Your task:
Reproduce only the stretch of entries below that begins at the first line and ends at the line holding "the refreshed mirror.".

-- Supplied material follows --

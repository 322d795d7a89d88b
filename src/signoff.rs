//! Resident/attending sign-off state machine.
//!
//! States are derived from the two approval flags; transitions validate the
//! acting user's capability, apply the write, then push the refreshed mirror.
//! A mirror push that fails after a successful write is logged and swallowed:
//! the store is the source of truth and the mirror is eventually consistent.

use std::sync::Arc;

use thiserror::Error;
use tracing::{info, warn};

use crate::domain::{can_sign, Actor, SignTarget};
use crate::notify::NotificationDispatcher;
use crate::storage::MediaStore;
use crate::store::{StoreError, StudyStore};
use crate::sync::MessageSyncer;

/// Failures surfaced to the caller of a sign-off operation.
#[derive(Debug, Error)]
pub enum SignOffError {
    #[error("study {0} not found")]
    NotFound(i64),

    #[error("forbidden: {0}")]
    Forbidden(&'static str),

    #[error("{0}")]
    Conflict(&'static str),

    #[error(transparent)]
    Store(StoreError),
}

impl From<StoreError> for SignOffError {
    fn from(err: StoreError) -> Self {
        match err {
            StoreError::StudyNotFound(id) => Self::NotFound(id),
            other => Self::Store(other),
        }
    }
}

/// Flag state after a successful transition.
#[derive(Debug, Clone, Copy, PartialEq, Eq)]
pub struct SignOutcome {
    pub resident_checked: bool,
    pub attending_checked: bool,
}

/// Applies sign-off transitions against the store and keeps the mirror and
/// broadcast channel informed.
pub struct SignOff {
    store: Arc<StudyStore>,
    syncer: Arc<MessageSyncer>,
    notifier: Arc<NotificationDispatcher>,
    media: MediaStore,
}

impl SignOff {
    pub fn new(
        store: Arc<StudyStore>,
        syncer: Arc<MessageSyncer>,
        notifier: Arc<NotificationDispatcher>,
        media: MediaStore,
    ) -> Self {
        Self {
            store,
            syncer,
            notifier,
            media,
        }
    }

    /// Set or clear the resident approval flag.
    pub async fn set_resident(
        &self,
        study_id: i64,
        actor: &Actor,
        checked: bool,
    ) -> Result<SignOutcome, SignOffError> {
        let study = self.store.get_detail(study_id)?;

        if !can_sign(actor, &study, SignTarget::Resident) {
            return Err(SignOffError::Forbidden(
                "resident sign-off is limited to the corresponding resident",
            ));
        }

        if !checked && study.attending_checked {
            if !actor.is_admin() {
                return Err(SignOffError::Conflict(
                    "cannot unsign after attending has signed",
                ));
            }
            // Cascade revert: both flags drop in one atomic write.
            self.store.clear_sign_flags(study_id)?;
            info!(study_id, actor = actor.id, "cascade revert applied");
            self.push_mirror(study_id).await;
            return Ok(SignOutcome {
                resident_checked: false,
                attending_checked: false,
            });
        }

        self.store.set_resident_checked(study_id, checked)?;
        info!(study_id, actor = actor.id, checked, "resident flag updated");
        self.push_mirror(study_id).await;
        Ok(SignOutcome {
            resident_checked: checked,
            attending_checked: study.attending_checked,
        })
    }

    /// Set or clear the attending approval flag.
    ///
    /// The first transition to checked broadcasts the finalized report.
    pub async fn set_attending(
        &self,
        study_id: i64,
        actor: &Actor,
        checked: bool,
    ) -> Result<SignOutcome, SignOffError> {
        let study = self.store.get_detail(study_id)?;

        if !can_sign(actor, &study, SignTarget::Attending) {
            return Err(SignOffError::Forbidden(
                "attending sign-off is limited to the corresponding attending",
            ));
        }

        if checked && !study.resident_checked && !actor.is_admin() {
            return Err(SignOffError::Conflict("resident must sign first"));
        }

        let was_checked = study.attending_checked;
        self.store.set_attending_checked(study_id, checked)?;
        info!(study_id, actor = actor.id, checked, "attending flag updated");

        if checked && !was_checked {
            let report_text = self.media.read_report(&study).await;
            match self.store.get_detail(study_id) {
                Ok(finalized) => {
                    self.notifier
                        .announce_final_sign(&finalized, &report_text)
                        .await;
                }
                Err(err) => warn!(study_id, error = %err, "skipping announcement"),
            }
        }

        self.push_mirror(study_id).await;
        Ok(SignOutcome {
            resident_checked: study.resident_checked,
            attending_checked: checked,
        })
    }

    /// Best-effort mirror refresh after a committed state change.
    async fn push_mirror(&self, study_id: i64) {
        if let Err(err) = self.syncer.edit(study_id).await {
            warn!(study_id, error = %err, "mirror edit failed after sign-off write");
        }
    }
}
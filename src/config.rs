//! Runtime configuration.
//!
//! Sources (highest priority first):
//! 1. Environment variables (TELEGRAM_BOT_TOKEN, TELEGRAM_CHAT_ID, RADSYNC_*)
//! 2. Config file (radsync.yaml in the working directory, or $RADSYNC_CONFIG)
//! 3. Defaults (~/.radsync)

use std::net::SocketAddr;
use std::path::{Path, PathBuf};
use std::time::Duration;

use anyhow::{Context, Result};
use serde::Deserialize;

/// Raw config file schema (matches YAML structure)
#[derive(Debug, Clone, Default, Deserialize)]
pub struct ConfigFile {
    #[serde(default)]
    pub telegram: TelegramSection,
    #[serde(default)]
    pub paths: PathsSection,
    #[serde(default)]
    pub intake: IntakeSection,
    #[serde(default)]
    pub server: ServerSection,
}

#[derive(Debug, Clone, Default, Deserialize)]
pub struct TelegramSection {
    pub bot_token: Option<String>,
    /// Chat the study mirrors live in.
    pub chat_id: Option<String>,
    /// Broadcast channel for final-sign announcements.
    pub notify_chat_id: Option<String>,
}

#[derive(Debug, Clone, Default, Deserialize)]
pub struct PathsSection {
    /// Data home; db and media directories default underneath it.
    pub home: Option<String>,
    pub database: Option<String>,
    pub audio_dir: Option<String>,
    pub report_dir: Option<String>,
}

#[derive(Debug, Clone, Default, Deserialize)]
pub struct IntakeSection {
    pub defer_secs: Option<u64>,
    pub poll_interval_secs: Option<u64>,
    pub poll_batch_size: Option<u32>,
    pub max_attempts: Option<u32>,
}

#[derive(Debug, Clone, Default, Deserialize)]
pub struct ServerSection {
    pub bind: Option<String>,
}

/// Resolved configuration.
#[derive(Debug, Clone)]
pub struct Config {
    pub bot_token: Option<String>,
    pub mirror_chat_id: Option<String>,
    pub notify_chat_id: Option<String>,
    pub database: PathBuf,
    pub audio_dir: PathBuf,
    pub report_dir: PathBuf,
    pub bind: SocketAddr,
    pub intake_defer: Duration,
    pub poll_interval: Duration,
    pub poll_batch_size: u32,
    pub max_attempts: u32,
}

impl Config {
    /// Load configuration from file and environment.
    pub fn load() -> Result<Self> {
        let file = match config_file_path() {
            Some(path) => load_config_file(&path)?,
            None => ConfigFile::default(),
        };
        Ok(Self::resolve(file))
    }

    fn resolve(file: ConfigFile) -> Self {
        let home = env_var("RADSYNC_HOME")
            .map(PathBuf::from)
            .or_else(|| file.paths.home.as_ref().map(PathBuf::from))
            .unwrap_or_else(default_home);

        let database = env_var("RADSYNC_DB")
            .map(PathBuf::from)
            .or_else(|| file.paths.database.as_ref().map(PathBuf::from))
            .unwrap_or_else(|| home.join("radsync.db"));
        let audio_dir = env_var("RADSYNC_AUDIO_DIR")
            .map(PathBuf::from)
            .or_else(|| file.paths.audio_dir.as_ref().map(PathBuf::from))
            .unwrap_or_else(|| home.join("voices"));
        let report_dir = env_var("RADSYNC_REPORT_DIR")
            .map(PathBuf::from)
            .or_else(|| file.paths.report_dir.as_ref().map(PathBuf::from))
            .unwrap_or_else(|| home.join("reports"));

        let bind = env_var("RADSYNC_BIND")
            .or(file.server.bind)
            .and_then(|s| s.parse().ok())
            .unwrap_or_else(|| SocketAddr::from(([0, 0, 0, 0], 8080)));

        Self {
            bot_token: env_var("TELEGRAM_BOT_TOKEN").or(file.telegram.bot_token),
            mirror_chat_id: env_var("TELEGRAM_CHAT_ID").or(file.telegram.chat_id),
            notify_chat_id: env_var("RADSYNC_NOTIFY_CHAT_ID").or(file.telegram.notify_chat_id),
            database,
            audio_dir,
            report_dir,
            bind,
            intake_defer: Duration::from_secs(file.intake.defer_secs.unwrap_or(300)),
            poll_interval: Duration::from_secs(file.intake.poll_interval_secs.unwrap_or(30)),
            poll_batch_size: file.intake.poll_batch_size.unwrap_or(10),
            max_attempts: file.intake.max_attempts.unwrap_or(20),
        }
    }

    /// Telegram credentials, required by every command that talks to the
    /// provider.
    pub fn require_telegram(&self) -> Result<(&str, &str)> {
        let token = self
            .bot_token
            .as_deref()
            .context("Missing TELEGRAM_BOT_TOKEN in environment or config file")?;
        let chat = self
            .mirror_chat_id
            .as_deref()
            .context("Missing TELEGRAM_CHAT_ID in environment or config file")?;
        Ok((token, chat))
    }
}

fn env_var(name: &str) -> Option<String> {
    std::env::var(name).ok().filter(|v| !v.is_empty())
}

fn config_file_path() -> Option<PathBuf> {
    if let Some(path) = env_var("RADSYNC_CONFIG") {
        return Some(PathBuf::from(path));
    }
    let local = PathBuf::from("radsync.yaml");
    local.exists().then_some(local)
}

fn load_config_file(path: &Path) -> Result<ConfigFile> {
    let content = std::fs::read_to_string(path)
        .with_context(|| format!("Failed to read config file: {}", path.display()))?;
    serde_yaml::from_str(&content)
        .with_context(|| format!("Failed to parse config file: {}", path.display()))
}

fn default_home() -> PathBuf {
    dirs::home_dir()
        .unwrap_or_else(|| PathBuf::from("."))
        .join(".radsync")
}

-- Supplied material concluded --

Your solution:
repository 322d795d7a89d88b
filename src/signoff.rs
//! Resident/attending sign-off state machine.
//!
//! States are derived from the two approval flags; transitions validate the
//! acting user's capability, apply the write, then push the refreshed mirror.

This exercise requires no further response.